Tüm sancımız özne olmak için...



buber, marcel ya da diğerleri... ideal ilişkinin özne-özne konumunda olması gerektiğini söyler. o zaman iki kişi de varlığa katılmıştır, gerçek bir diyalog vardır ve oldukça libidinal, anlamsal bir yerdendir. iki varoluş yeni bir evren oluşturmuştur. bu aynı kişilerle, her defasında olmaz, çaba gerektirir.
fark ederim, bazen bazı sohbetlerin nasıl geçtiğini anlamam, gerçekten zamanın bir anlamı yok gibidir, müthiş bir haz, müthiş bir birliktelik, adeta bilinçdışları bile sohbet eder, iki kişi tam olarak oradadır, geri kalan hiçbir şey önemli değildir. kairos, libido, eros, anlam ya da başka bir şey... o an adına ne koyarsak koyalım orada iki özne vardır.

diğeri de nesne-nesnedir. aslında bazıları buna özne-nesne der ancak bir yerde iki kişi varsa orada ya ikisi de nesnedir ya ikisi de öznedir. eğer ben birini nesne konumuna koyuyorsam orada benim de çabaladığım varoluşumun anlamı yoktur, ben de karşımdaki için nesneyimdir. kendimi de nesneleştirmişimdir.

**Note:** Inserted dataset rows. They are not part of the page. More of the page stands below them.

//! Local preference store
//!
//! A flat string-keyed store holding JSON blobs. The store has no authority of
//! its own: registries read it once on load and write through on every change.

mod file;
mod memory;

pub use file::FileStore;
pub use memory::MemoryStore;

use crate::error::StoreError;
use serde::de::DeserializeOwned;
use serde::Serialize;

/// Well-known keys in the store's flat namespace
pub mod keys {
    pub const TOOLS: &str = "user_custom_tools";
    pub const FAVORITES: &str = "brush_favorites";
    pub const DISPLAY_SETTINGS: &str = "display_settings";
    pub const VIEW_MODE: &str = "brush_view_mode";
    pub const LANGUAGE: &str = "user_language";
}

/// Durable key-value storage
///
/// Implementations are cheap handles onto shared storage, so registries can
/// each hold a clone of the same store.
pub trait PreferenceStore: Clone + Send + Sync {
    /// Read the raw value stored under `key`
    fn get(&self, key: &str) -> Option<String>;

    /// Store `value` under `key`, replacing any previous value
    fn set(&self, key: &str, value: &str) -> Result<(), StoreError>;

    /// Delete `key`; deleting a missing key is not an error
    fn remove(&self, key: &str) -> Result<(), StoreError>;
}

/// Outcome of decoding a stored JSON blob
#[derive(Debug, Clone, PartialEq)]
pub enum Stored<T> {
    Missing,
    Corrupt,
    Value(T),
}

/// Read and decode the JSON blob under `key`, never failing
pub fn read_json<S: PreferenceStore, T: DeserializeOwned>(store: &S, key: &str) -> Stored<T> {
    let Some(raw) = store.get(key) else {
        return Stored::Missing;
    };

    match serde_json::from_str(&raw) {
        Ok(value) => Stored::Value(value),
        Err(e) => {
            tracing::warn!("[Store] Ignoring corrupt value under `{}`: {}", key, e);
            Stored::Corrupt
        }
    }
}

/// Encode `value` and write it under `key`, logging instead of failing
///
/// Returns whether the write reached the store.
pub fn write_json<S: PreferenceStore, T: Serialize + ?Sized>(
    store: &S,
    key: &str,
    value: &T,
) -> bool {
    let encoded = match serde_json::to_string(value) {
        Ok(encoded) => encoded,
        Err(e) => {
            tracing::error!("[Store] Failed to encode `{}`: {}", key, e);
            return false;
        }
    };

    match store.set(key, &encoded) {
        Ok(()) => true,
        Err(e) => {
            tracing::warn!("[Store] Failed to persist `{}`: {}", key, e);
            false
        }
    }
}

#[cfg(test)]
mod tests {
    use super::*;

    #[test]
    fn test_read_json_states() {
        let store = MemoryStore::new();
        assert_eq!(read_json::<_, Vec<u32>>(&store, "k"), Stored::Missing);

        store.set("k", "[1,2").unwrap();
        assert_eq!(read_json::<_, Vec<u32>>(&store, "k"), Stored::Corrupt);

        store.set("k", "[1,2]").unwrap();
        assert_eq!(read_json::<_, Vec<u32>>(&store, "k"), Stored::Value(vec![1, 2]));
    }

    #[test]
    fn test_write_json_swallows_store_failure() {
        let store = MemoryStore::new();
        store.fail_writes(true);
        assert!(!write_json(&store, "k", &[1, 2, 3]));
        assert_eq!(store.get("k"), None);
    }
}
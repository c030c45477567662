//! Error types shared across the panel core
//!
//! Nothing in here is fatal: registries and the sync engine log these and
//! keep their last good state. Only user-facing flows (adding a favorite,
//! importing a config) hand them back to the caller.

use thiserror::Error;

/// Failures of the durable key-value store
#[derive(Debug, Error)]
pub enum StoreError {
    #[error("store I/O failed: {0}")]
    Io(#[from] std::io::Error),

    #[error("store contents are not valid JSON: {0}")]
    Json(#[from] serde_json::Error),

    #[error("store lock poisoned")]
    Poisoned,
}

/// Failures reported by the host binding
#[derive(Debug, Clone, Error, PartialEq, Eq)]
pub enum HostError {
    #[error("host is not available")]
    Unavailable,

    #[error("host call `{command}` failed: {message}")]
    CallFailed { command: String, message: String },

    #[error("host returned an unexpected descriptor: {0}")]
    Malformed(String),
}

impl HostError {
    pub fn call_failed(command: impl Into<String>, message: impl Into<String>) -> Self {
        Self::CallFailed {
            command: command.into(),
            message: message.into(),
        }
    }
}

/// Errors surfaced by panel-level operations
#[derive(Debug, Error)]
pub enum PanelError {
    #[error(transparent)]
    Store(#[from] StoreError),

    /// No brush or tool preset is selected in the host, so nothing can be pinned
    #[error("select a brush in the host's brush panel before adding a favorite")]
    NoPresetSelected,

    /// The imported document is not a valid config export
    #[error("import failed: {0}")]
    InvalidImport(String),

    #[error("unknown tool shortcut `{0}`")]
    UnknownTool(String),

    #[error("unknown favorite `{0}`")]
    UnknownFavorite(String),
}

pub type Result<T, E = PanelError> = std::result::Result<T, E>;

#[cfg(test)]
mod tests {
    use super::*;

    #[test]
    fn test_host_error_message() {
        let err = HostError::call_failed("select", "modal state busy");
        assert_eq!(
            err.to_string(),
            "host call `select` failed: modal state busy"
        );
    }

    #[test]
    fn test_store_error_converts_into_panel_error() {
        let json_err = serde_json::from_str::<Vec<u8>>("{").unwrap_err();
        let err: PanelError = StoreError::from(json_err).into();
        assert!(matches!(err, PanelError::Store(StoreError::Json(_))));
    }
}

bu her zaman, herkesle olmak zorunda değildir. hatta günlük hayatta çoğu zaman nesne nesneyizdir. kuryeye karşı özne olamam, kurye de bana özne olamaz. nihayetinde ona kargoyu geç getirdiği için "nasıl hissettiğini, bunun ona nasıl geldiğini" sormam, keza o da paketi verir ve geç getiriyor olmasının bana neyi hatırlattığını sorgulamaz. ortada iki nesne vardır ve zaten işlevsel olan budur.

ama kişisel ilişkilerimizde özne özne olabilmek için çaba harcamak zorundayız.
yaşamın ilk yıllarında fazlasıyla nesne olmak, kişilik yapılanmaları, nevroz, hatta psikoza bile neden olabilir... ki hepimiz biraz nevrotiğiz. hepimiz nesneleştik. bazılarımız için şiddeti ağırdı ve daha ağır nevrotikler, hatta psikotikler olduk... taşlaştık, yutulduk.

özne-özne olmak kolay olmasa da özellikle yaşamın ilk yıllarında oldukça önemli bir konumda. ilerleyen yaşlarda ise çaba gerektiren bir olma hali... özne özne olmak, duyguların konuşulduğu, dile geldiği karşıklı açılmaların olduğu, iki kişinin de bilinçdışı dahil bir ilişki kurduğu türdür. akıl arkaplanda duygular önplandadır. bir haz vardır, libidinal bir haz ama bedenen değil, dil ile varlık ile.